For the Pocono Record
August 05, 2008
Essential oils can help reduce stress, get rid of pests, help cure colds and maybe even improve your love life.
Use of these oils is becoming popular in places such as spas or via massage therapists and among consumers who use them at home.
Essential oils are extracted from plants, and each fragrance has its own unique use.
Susan Spannagel, massage therapist of Harp Strings-Wellness Studio of Saylorsburg, said, "I incorporate a little aromatherapy in my practice, especially popular ones like lavender and eucalyptus.
"Each fragrance has a property all its own. They promote different things in the body both physically and psychologically."
Michele VanSise, Earthlight Natural Foods sales associate in Stroudsburg, said, "For anxiety relief, use patchouli, lavender or chamomile."
She added, "We also have love potions that stimulate love with ylang ylang, patchouli, lemon and cardamom."
Spannagel recommends lavender to relax you, eucalyptus to open up the respiratory system and help sinuses, and lemon grass to help with infectious illness. To battle depression, a more pungent fragrance, such as rosemary, is used to stimulate the mind.
"I know that they are helpful from personal experience," Spannagel said. "When I worked in New York, I went in an herb store in Chinatown ... (the owner) put his finger in eucalyptus and just touched my forehead. I was all stuffed up before, but as soon as I took my first breath everything just opened right up. I remembered that as I got older and studied massage."
Other essential oils such as peppermint and citronella can get rid of insects and rats, said VanSise.
Oils can be used in lotions, sprays, candles, potpourri bags or as an oil after being diluted. Both VanSise and Spannagel advise never using essential oils directly on the skin.
"Usually you never put an essential oil as it is very concentrated directly on the skin. It needs to be added to either a cream or lotion before you apply it," Spannagel said.
And it is best to avoid ingesting essential oils unless you want to pay a visit to the emergency room.
"Some you don't want to ingest like citronella. You can also have an allergic reaction to anything," VanSise said.
The smell from these oils may also bring up various memories. According to Spannagel, the part of the brain that controls smell, the olfactory nerves, is directly connected to the area of the brain that brings back memories, the limbic system.

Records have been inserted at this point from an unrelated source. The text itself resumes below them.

use std::path::PathBuf;

use crate::app_config::{AppConfig, ShortPagePolicy};
use crate::ConfigError;

pub(crate) const DEFAULT_API_BASE_URL: &str = "https://www.googleapis.com/youtube/v3/";
const DEFAULT_GITHUB_API_URL: &str = "https://api.github.com";

/// Load application configuration from environment variables.
///
/// Calls `dotenvy::dotenv().ok()` to load `.env` files before reading env vars.
///
/// # Errors
///
/// Returns `ConfigError` if a value is present but invalid.
pub fn load_app_config() -> Result<AppConfig, ConfigError> {
    dotenvy::dotenv().ok();
    load_app_config_from_env()
}

/// Load application configuration from environment variables already in the process.
///
/// Unlike [`load_app_config`], this does NOT load `.env` files.
///
/// # Errors
///
/// Returns `ConfigError` if a value is present but invalid.
pub fn load_app_config_from_env() -> Result<AppConfig, ConfigError> {
    build_app_config(|key| std::env::var(key))
}

/// Returns the looked-up value, treating an empty or whitespace-only string as
/// absent. Workflow runners export unset inputs as empty strings.
pub(crate) fn lookup_non_empty<F>(lookup: &F, var: &str) -> Option<String>
where
    F: Fn(&str) -> Result<String, std::env::VarError>,
{
    lookup(var)
        .ok()
        .map(|v| v.trim().to_owned())
        .filter(|v| !v.is_empty())
}

/// Build application configuration using the provided env-var lookup function.
///
/// Decoupled from the process environment so it can be tested with a plain
/// `HashMap` lookup.
pub(crate) fn build_app_config<F>(lookup: F) -> Result<AppConfig, ConfigError>
where
    F: Fn(&str) -> Result<String, std::env::VarError>,
{
    let or_default = |var: &str, default: &str| -> String {
        lookup_non_empty(&lookup, var).unwrap_or_else(|| default.to_string())
    };

    let parse_u64 = |var: &str, default: &str| -> Result<u64, ConfigError> {
        let raw = or_default(var, default);
        raw.parse::<u64>().map_err(|e| ConfigError::InvalidEnvVar {
            var: var.to_string(),
            reason: e.to_string(),
        })
    };

    let parse_positive_usize = |var: &str, default: &str| -> Result<usize, ConfigError> {
        let raw = or_default(var, default);
        match raw.parse::<usize>() {
            Ok(0) => Err(ConfigError::InvalidEnvVar {
                var: var.to_string(),
                reason: "must be at least 1".to_string(),
            }),
            Ok(n) => Ok(n),
            Err(e) => Err(ConfigError::InvalidEnvVar {
                var: var.to_string(),
                reason: e.to_string(),
            }),
        }
    };

    let api_base_url = or_default("YTRELAY_API_BASE_URL", DEFAULT_API_BASE_URL);
    let request_timeout_secs = parse_u64("YTRELAY_REQUEST_TIMEOUT_SECS", "30")?;
    let user_agent = or_default("YTRELAY_USER_AGENT", "ytrelay/0.1 (webhook-relay)");
    let proxy_url = lookup_non_empty(&lookup, "YTRELAY_PROXY_URL");
    let delivery_delay_ms = parse_u64("YTRELAY_DELIVERY_DELAY_MS", "500")?;
    let page_delay_ms = parse_u64("YTRELAY_PAGE_DELAY_MS", "0")?;

    let short_page_policy = or_default("YTRELAY_SHORT_PAGE_POLICY", "continue")
        .parse::<ShortPagePolicy>()
        .map_err(|reason| ConfigError::InvalidEnvVar {
            var: "YTRELAY_SHORT_PAGE_POLICY".to_string(),
            reason,
        })?;

    let batch_size = parse_positive_usize("BATCH_SIZE", "100")?;
    let output_dir = PathBuf::from(or_default("YTRELAY_OUTPUT_DIR", "."));
    let log_level = or_default("YTRELAY_LOG_LEVEL", "info");

    let github_token = lookup_non_empty(&lookup, "GITHUB_TOKEN");
    let github_repository = lookup_non_empty(&lookup, "GITHUB_REPOSITORY");
    if let Some(repo) = &github_repository {
        validate_repository(repo)?;
    }
    let github_api_url = or_default("GITHUB_API_URL", DEFAULT_GITHUB_API_URL);

    Ok(AppConfig {
        api_base_url,
        request_timeout_secs,
        user_agent,
        proxy_url,
        delivery_delay_ms,
        page_delay_ms,
        short_page_policy,
        batch_size,
        output_dir,
        log_level,
        github_token,
        github_repository,
        github_api_url,
    })
}

/// `GITHUB_REPOSITORY` must be `owner/repo`.
fn validate_repository(repo: &str) -> Result<(), ConfigError> {
    match repo.split_once('/') {
        Some((owner, name)) if !owner.is_empty() && !name.is_empty() && !name.contains('/') => {
            Ok(())
        }
        _ => Err(ConfigError::InvalidEnvVar {
            var: "GITHUB_REPOSITORY".to_string(),
            reason: format!("expected \"owner/repo\", got \"{repo}\""),
        }),
    }
}

#[cfg(test)]
#[path = "config_test.rs"]
mod tests;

"They are very interconnected. That's why many times an aroma will bring up a memory in the past," Spannagel said. "If you smell something cooking you might remember your grandma in the kitchen."
Essential oils range in price depending on what kind you buy. For instance, some may cost as little as $4, while others may be $40.
"They're multi-purpose. They're amazing, I'd recommend them to anybody," VanSise said.